◆ What you will do:
Every entry in the following data should be output exactly.

Records for this task Block Start

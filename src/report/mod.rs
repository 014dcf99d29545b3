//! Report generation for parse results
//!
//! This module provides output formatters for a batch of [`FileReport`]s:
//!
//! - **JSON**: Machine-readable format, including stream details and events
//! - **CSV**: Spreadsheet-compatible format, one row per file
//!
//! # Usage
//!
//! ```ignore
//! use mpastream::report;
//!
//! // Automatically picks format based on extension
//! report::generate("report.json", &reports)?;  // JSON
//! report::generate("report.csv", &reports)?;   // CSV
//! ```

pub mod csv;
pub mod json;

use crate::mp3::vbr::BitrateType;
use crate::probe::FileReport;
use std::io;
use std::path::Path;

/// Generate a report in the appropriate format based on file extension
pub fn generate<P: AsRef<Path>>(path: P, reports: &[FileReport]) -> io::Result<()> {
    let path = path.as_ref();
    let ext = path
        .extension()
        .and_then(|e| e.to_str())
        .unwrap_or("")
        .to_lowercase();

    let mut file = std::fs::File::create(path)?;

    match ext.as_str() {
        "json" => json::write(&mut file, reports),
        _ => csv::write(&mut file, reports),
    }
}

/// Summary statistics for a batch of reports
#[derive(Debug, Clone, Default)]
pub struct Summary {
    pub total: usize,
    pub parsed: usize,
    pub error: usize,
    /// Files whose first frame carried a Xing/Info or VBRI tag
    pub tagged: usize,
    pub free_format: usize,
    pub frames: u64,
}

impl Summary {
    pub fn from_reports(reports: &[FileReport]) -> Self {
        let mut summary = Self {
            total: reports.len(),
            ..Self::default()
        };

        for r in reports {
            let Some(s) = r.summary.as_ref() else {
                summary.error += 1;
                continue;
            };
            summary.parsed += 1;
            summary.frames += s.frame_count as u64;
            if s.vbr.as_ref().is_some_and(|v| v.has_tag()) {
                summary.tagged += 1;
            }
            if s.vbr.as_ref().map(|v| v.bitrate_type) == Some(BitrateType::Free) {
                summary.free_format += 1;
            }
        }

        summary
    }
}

Records for this task Block End

◆ Output for this task:
filename src/report/mod.rs
repository 014dcf99d29545b3
//! Report generation for parse results
//!
//! This module provides output formatters for a batch of [`FileReport`]s:
//!
//! - **JSON**: Machine-readable format, including stream details and events
//! - **CSV**: Spreadsheet-compatible format, one row per file
//!
//! # Usage
//!
//! ```ignore
//! use mpastream::report;
//!
//! // Automatically picks format based on extension
//! report::generate("report.json", &reports)?;  // JSON
//! report::generate("report.csv", &reports)?;   // CSV
//! ```

pub mod csv;
pub mod json;

use crate::mp3::vbr::BitrateType;
use crate::probe::FileReport;
use std::io;
use std::path::Path;

/// Generate a report in the appropriate format based on file extension
pub fn generate<P: AsRef<Path>>(path: P, reports: &[FileReport]) -> io::Result<()> {
    let path = path.as_ref();
    let ext = path
        .extension()
        .and_then(|e| e.to_str())
        .unwrap_or("")
        .to_lowercase();

    let mut file = std::fs::File::create(path)?;

    match ext.as_str() {
        "json" => json::write(&mut file, reports),
        _ => csv::write(&mut file, reports),
    }
}

/// Summary statistics for a batch of reports
#[derive(Debug, Clone, Default)]
pub struct Summary {
    pub total: usize,
    pub parsed: usize,
    pub error: usize,
    /// Files whose first frame carried a Xing/Info or VBRI tag
    pub tagged: usize,
    pub free_format: usize,
    pub frames: u64,
}

impl Summary {
    pub fn from_reports(reports: &[FileReport]) -> Self {
        let mut summary = Self {
            total: reports.len(),
            ..Self::default()
        };

        for r in reports {
            let Some(s) = r.summary.as_ref() else {
                summary.error += 1;
                continue;
            };
            summary.parsed += 1;
            summary.frames += s.frame_count as u64;
            if s.vbr.as_ref().is_some_and(|v| v.has_tag()) {
                summary.tagged += 1;
            }
            if s.vbr.as_ref().map(|v| v.bitrate_type) == Some(BitrateType::Free) {
                summary.free_format += 1;
            }
        }

        summary
    }
}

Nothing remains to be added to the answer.